Masek recalled: “I played two years with Dukla during my national service but otherwise I played all my career with Sparta. So I knew Mr Masopust as both a team-mate – also for the national team – and as an opponent. I used to hate playing against him because he was such a commander on the pitch.
“He always seemed to be one move ahead of you all the time, always one step ahead.”
History records Masek as the then scorer of the fastest goal in World Cup history, after only 16 seconds against Mexico in the group stage of the 1962 World Cup in Chile. Inevitably, Masopust had delivered the slide-rule pass which he converted.
Masopust was nominally the left-half but his interpretation of the role was more akin to the old-fashioned attacking centre-half who was the central focus of the team. He was still performing that way, at 34, when he – along with fellow Czechoslovak halfbacks Svatopluk Pluskal and Jan Popluhar – played in the Sir Stanley Matthews Farewell Match at Stoke City’s old Victoria Ground in 1965.
That was not Masopust’s first footballing visit to England. Far from it. He had appeared for the Rest of the World against England in the FA Centenary Match in 1963 and, even earlier in the European Cup, he and Dukla had lost narrowly to Manchester United’s pre-Munich ‘Busby Babes in 1957 and to Tottenham in 1962.
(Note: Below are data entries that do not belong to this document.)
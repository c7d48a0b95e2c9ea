//! Request authentication for the Conformity API.

use reqwest::RequestBuilder;

/// Media type used by the Conformity JSON:API endpoints.
pub const JSON_API_CONTENT_TYPE: &str = "application/vnd.api+json";

/// API-key authentication plus the content type negotiated with the
/// deployment.  A handful of endpoints only accept `application/json`,
/// which callers select via [`ApiAuth::with_content_type`].
#[derive(Debug, Clone)]
pub struct ApiAuth {
    api_key: String,
    content_type: String,
}

impl ApiAuth {
    #[must_use]
    pub fn new(api_key: impl Into<String>) -> Self {
        Self {
            api_key: api_key.into(),
            content_type: JSON_API_CONTENT_TYPE.to_string(),
        }
    }

    /// Same key, different `Content-Type`.
    #[must_use]
    pub fn with_content_type(&self, content_type: impl Into<String>) -> Self {
        Self {
            api_key: self.api_key.clone(),
            content_type: content_type.into(),
        }
    }

    /// Attach the `Authorization` and `Content-Type` headers.
    pub fn apply(&self, builder: RequestBuilder) -> RequestBuilder {
        builder
            .header("Authorization", format!("ApiKey {}", self.api_key))
            .header("Content-Type", &self.content_type)
    }
}

#[cfg(test)]
mod tests {
    use super::*;

    #[test]
    fn test_default_content_type_is_json_api() {
        let auth = ApiAuth::new("key-1");
        assert_eq!(auth.content_type, JSON_API_CONTENT_TYPE);
    }

    #[test]
    fn test_with_content_type_keeps_key() {
        let auth = ApiAuth::new("key-1").with_content_type("application/json");
        assert_eq!(auth.api_key, "key-1");
        assert_eq!(auth.content_type, "application/json");
    }
}
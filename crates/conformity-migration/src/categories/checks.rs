//! Suppressed-check migration.
//!
//! Checks are system-generated, so nothing is ever created here: each source
//! suppression is matched to the check the target's own bot scan produced
//! (by rule, region and resource) and that check is suppressed in place.

use conformity_api::models::Check;
use conformity_api::IdentityKey;
use tracing::{info, warn};

use crate::categories::accounts::AccountPairing;
use crate::categories::MigrationContext;
use crate::error::MigrationResult;
use crate::notes::{most_recent_note_text, truncate_text};

const NO_NOTE_FALLBACK: &str = "[Migration tool: No note found from the source Check]";
const TRUNCATION_SUFFIX: &str = "..";

pub async fn copy_suppressed_checks(
    ctx: &MigrationContext<'_>,
    pairing: &AccountPairing,
) -> MigrationResult<()> {
    let source_checks = ctx
        .source
        .get_suppressed_checks(&pairing.source_acct_id, 0)
        .await?;

    for check in &source_checks {
        info!(check = %check.identity_key(), "Copying suppression");
        match find_target_check(ctx, &pairing.target_acct_id, check).await? {
            Some(target_check) => suppress_target_check(ctx, check, &target_check).await?,
            None => report_missing_check(check),
        }
    }
    Ok(())
}

/// Search the target for the check matching a source suppression, narrowing
/// the scan with rule/region/resource filters.
async fn find_target_check(
    ctx: &MigrationContext<'_>,
    target_acct_id: &str,
    check: &Check,
) -> MigrationResult<Option<Check>> {
    let mut filters = vec![
        ("ruleIds", check.rule_id.as_str()),
        ("regions", check.region.as_str()),
    ];
    if !check.resource.is_empty() {
        filters.push(("resourceSearchMode", "text"));
        filters.push(("resource", check.resource.as_str()));
    }

    let mut pager = ctx.target.checks_pager(target_acct_id, &filters, 0);
    while let Some(resource) = pager.try_next().await? {
        let candidate = Check::from_resource(&resource)?;
        if candidate.identity_key() == check.identity_key() {
            return Ok(Some(candidate));
        }
    }
    Ok(None)
}

async fn suppress_target_check(
    ctx: &MigrationContext<'_>,
    source_check: &Check,
    target_check: &Check,
) -> MigrationResult<()> {
    // The note history lives on the check detail, not the listing.
    let detail = ctx
        .source
        .get_check_detail(&source_check.check_id, true, 100)
        .await?;
    let mut note = most_recent_note_text(&detail.notes);
    if note.is_empty() {
        note = NO_NOTE_FALLBACK.to_string();
    }
    let note = truncate_text(&note, ctx.settings.note_truncation_len, TRUNCATION_SUFFIX);

    ctx.target
        .suppress_check(&target_check.check_id, source_check.suppressed_until, &note)
        .await?;
    Ok(())
}

fn report_missing_check(check: &Check) {
    warn!(
        rule = %check.rule_id,
        region = %check.region,
        resource = %check.resource,
        message = %check.message,
        "No corresponding check on the target. Suppress it manually or re-run after the next bot scan"
    );
}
He was at his peak then. At the subsequent World Cup finals Czechoslovakia beat Spain 1-0, drew 0-0 with holders Brazil then lost 3-1 to Mexico but qualified in second place for the quarter-finals. They then beat Hungary 1-0 and Yugoslavia 3-1 to reach the final, back against Brazil in Santiago.
Masopust darted through the middle to shoot them ahead after 15 minutes; it was one of his 10 goals in 63 internationals. Brazil equalised two minutes later, however, and went on to win 3-1.
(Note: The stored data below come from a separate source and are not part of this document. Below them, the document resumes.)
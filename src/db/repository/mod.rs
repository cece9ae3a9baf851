//! Database repositories
//!
//! Repository pattern for database access, separating data access logic
//! from business logic. Each repository is a set of free functions over a
//! `PgPool`; constraint enforcement stays in PostgreSQL and rejected
//! writes come back as typed [`StoreError`](crate::error::StoreError)
//! values.

pub mod reviewed_objects;
pub mod reviewers;
pub mod reviews;
pub mod statistics;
Wistfully, Masopust recalled: “Of all my memories it was the best of all my career to be playing in the World Cup Final – and we were so close [to winning]. At first we were disappointed to bring away only the silver medal because not only had we reached the final but we had been in front. But a few weeks later we were happy we had won silver.”
Masopust’s personal consolation was to be hailed European Footballer of the Year, the first eastern European winner of the award.
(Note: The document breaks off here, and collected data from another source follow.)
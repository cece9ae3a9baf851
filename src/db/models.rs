//! Database row types for the review tables
//!
//! Each entity comes in three shapes: a `*Row` read type mapping directly
//! to a table row, a `New*` insert type carrying only caller-supplied
//! fields, and a `*Patch` partial-update type where unset fields leave the
//! stored value untouched.

use chrono::{DateTime, Utc};
use serde::{Deserialize, Serialize};
use serde_json::Value as JsonValue;
use sqlx::FromRow;
use std::fmt;
use uuid::Uuid;

// ============================================================================
// Thumbs Rating
// ============================================================================

/// Thumbs feedback carried by a review
#[derive(Debug, Clone, Copy, PartialEq, Eq, Serialize, Deserialize)]
#[serde(rename_all = "lowercase")]
pub enum ThumbsRating {
    Up,
    Down,
}

impl ThumbsRating {
    /// Stored string form ("up" / "down")
    pub fn as_str(self) -> &'static str {
        match self {
            ThumbsRating::Up => "up",
            ThumbsRating::Down => "down",
        }
    }
}

impl fmt::Display for ThumbsRating {
    fn fmt(&self, f: &mut fmt::Formatter<'_>) -> fmt::Result {
        f.write_str(self.as_str())
    }
}

// ============================================================================
// Database Row Types
// ============================================================================

/// Reviewer row from database
#[derive(Debug, Clone, PartialEq, FromRow, Serialize)]
pub struct ReviewerRow {
    pub id: Uuid,
    pub username: String,
    pub email: String,
    pub full_name: Option<String>,
    pub created_at: DateTime<Utc>,
    pub updated_at: DateTime<Utc>,
}

/// Reviewed object row from database
#[derive(Debug, Clone, PartialEq, FromRow, Serialize)]
pub struct ReviewedObjectRow {
    pub id: Uuid,
    pub object_type: String,
    /// Caller-supplied external identifier, unique within `object_type`
    pub object_id: String,
    pub object_name: String,
    pub object_description: Option<String>,
    pub object_metadata: Option<JsonValue>,
    pub created_at: DateTime<Utc>,
    pub updated_at: DateTime<Utc>,
}

/// Review row from database
#[derive(Debug, Clone, PartialEq, FromRow, Serialize)]
pub struct ReviewRow {
    pub id: Uuid,
    pub reviewer_id: Uuid,
    pub reviewed_object_id: Uuid,
    pub text_review: Option<String>,
    pub star_rating: Option<i16>,
    pub thumbs_rating: Option<String>,
    pub created_at: DateTime<Utc>,
    pub updated_at: DateTime<Utc>,
}

impl ReviewRow {
    /// Parse the stored thumbs rating into its enum form
    pub fn thumbs(&self) -> Option<ThumbsRating> {
        self.thumbs_rating.as_deref().and_then(parse_thumbs)
    }
}

/// Per-object review statistics, computed at query time and never stored
#[derive(Debug, Clone, PartialEq, FromRow, Serialize)]
pub struct ReviewStatistics {
    pub object_id: Uuid,
    pub object_type: String,
    pub object_name: String,
    pub total_reviews: i64,
    /// Mean of the star ratings present; `None` when no review carries one
    pub average_rating: Option<f64>,
    pub thumbs_up_count: i64,
    pub thumbs_down_count: i64,
}

// ============================================================================
// Insert Types
// ============================================================================

/// New reviewer to insert
#[derive(Debug, Clone, Deserialize)]
pub struct NewReviewer {
    pub username: String,
    pub email: String,
    pub full_name: Option<String>,
}

/// New reviewed object to insert
#[derive(Debug, Clone, Deserialize)]
pub struct NewReviewedObject {
    pub object_type: String,
    pub object_id: String,
    pub object_name: String,
    pub object_description: Option<String>,
    pub object_metadata: Option<JsonValue>,
}

/// New review to insert
///
/// The identity pair (reviewer, object) is fixed at creation; at least one
/// content field must be set or the insert is rejected by the store.
#[derive(Debug, Clone, Deserialize)]
pub struct NewReview {
    pub reviewer_id: Uuid,
    pub reviewed_object_id: Uuid,
    pub text_review: Option<String>,
    pub star_rating: Option<i16>,
    pub thumbs_rating: Option<ThumbsRating>,
}

// ============================================================================
// Partial Update Types
// ============================================================================
//
// Outer `None` leaves the column untouched. For nullable columns the field
// is doubly optional: `Some(None)` writes an explicit NULL.

/// Partial update for a reviewer
#[derive(Debug, Clone, Default)]
pub struct ReviewerPatch {
    pub username: Option<String>,
    pub email: Option<String>,
    pub full_name: Option<Option<String>>,
}

impl ReviewerPatch {
    /// Apply the set fields on top of the current row
    pub(crate) fn apply(self, row: &mut ReviewerRow) {
        if let Some(username) = self.username {
            row.username = username;
        }
        if let Some(email) = self.email {
            row.email = email;
        }
        if let Some(full_name) = self.full_name {
            row.full_name = full_name;
        }
    }
}

/// Partial update for a reviewed object
#[derive(Debug, Clone, Default)]
pub struct ReviewedObjectPatch {
    pub object_type: Option<String>,
    pub object_id: Option<String>,
    pub object_name: Option<String>,
    pub object_description: Option<Option<String>>,
    pub object_metadata: Option<Option<JsonValue>>,
}

impl ReviewedObjectPatch {
    pub(crate) fn apply(self, row: &mut ReviewedObjectRow) {
        if let Some(object_type) = self.object_type {
            row.object_type = object_type;
        }
        if let Some(object_id) = self.object_id {
            row.object_id = object_id;
        }
        if let Some(object_name) = self.object_name {
            row.object_name = object_name;
        }
        if let Some(object_description) = self.object_description {
            row.object_description = object_description;
        }
        if let Some(object_metadata) = self.object_metadata {
            row.object_metadata = object_metadata;
        }
    }
}

/// Partial update for a review
///
/// Content fields only; the reviewer/object identity of a review is
/// immutable.
#[derive(Debug, Clone, Default)]
pub struct ReviewPatch {
    pub text_review: Option<Option<String>>,
    pub star_rating: Option<Option<i16>>,
    pub thumbs_rating: Option<Option<ThumbsRating>>,
}

impl ReviewPatch {
    pub(crate) fn apply(self, row: &mut ReviewRow) {
        if let Some(text_review) = self.text_review {
            row.text_review = text_review;
        }
        if let Some(star_rating) = self.star_rating {
            row.star_rating = star_rating;
        }
        if let Some(thumbs_rating) = self.thumbs_rating {
            row.thumbs_rating = thumbs_rating.map(|t| t.as_str().to_string());
        }
    }
}

// ============================================================================
// Helper Functions
// ============================================================================

/// Parse a stored thumbs rating string
fn parse_thumbs(s: &str) -> Option<ThumbsRating> {
    match s {
        "up" => Some(ThumbsRating::Up),
        "down" => Some(ThumbsRating::Down),
        _ => None,
    }
}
Born in Most, 50 miles northwest of Prague on February 9, 1931, Masopust played for the local team and then joined Dukla – and the army – in 1952. He won eight league titles and four cups before being permitted to move abroad to Belgium where he led Crossing Molenbeek, as player-coach, to promotion.
Later he guided Zbrojovka Brno to the Czechoslovak league title, was national coach for four years and worked for a while in Indonesia.
But it is as a player – and a great one, whatever the generation – that his name deserves to be remembered.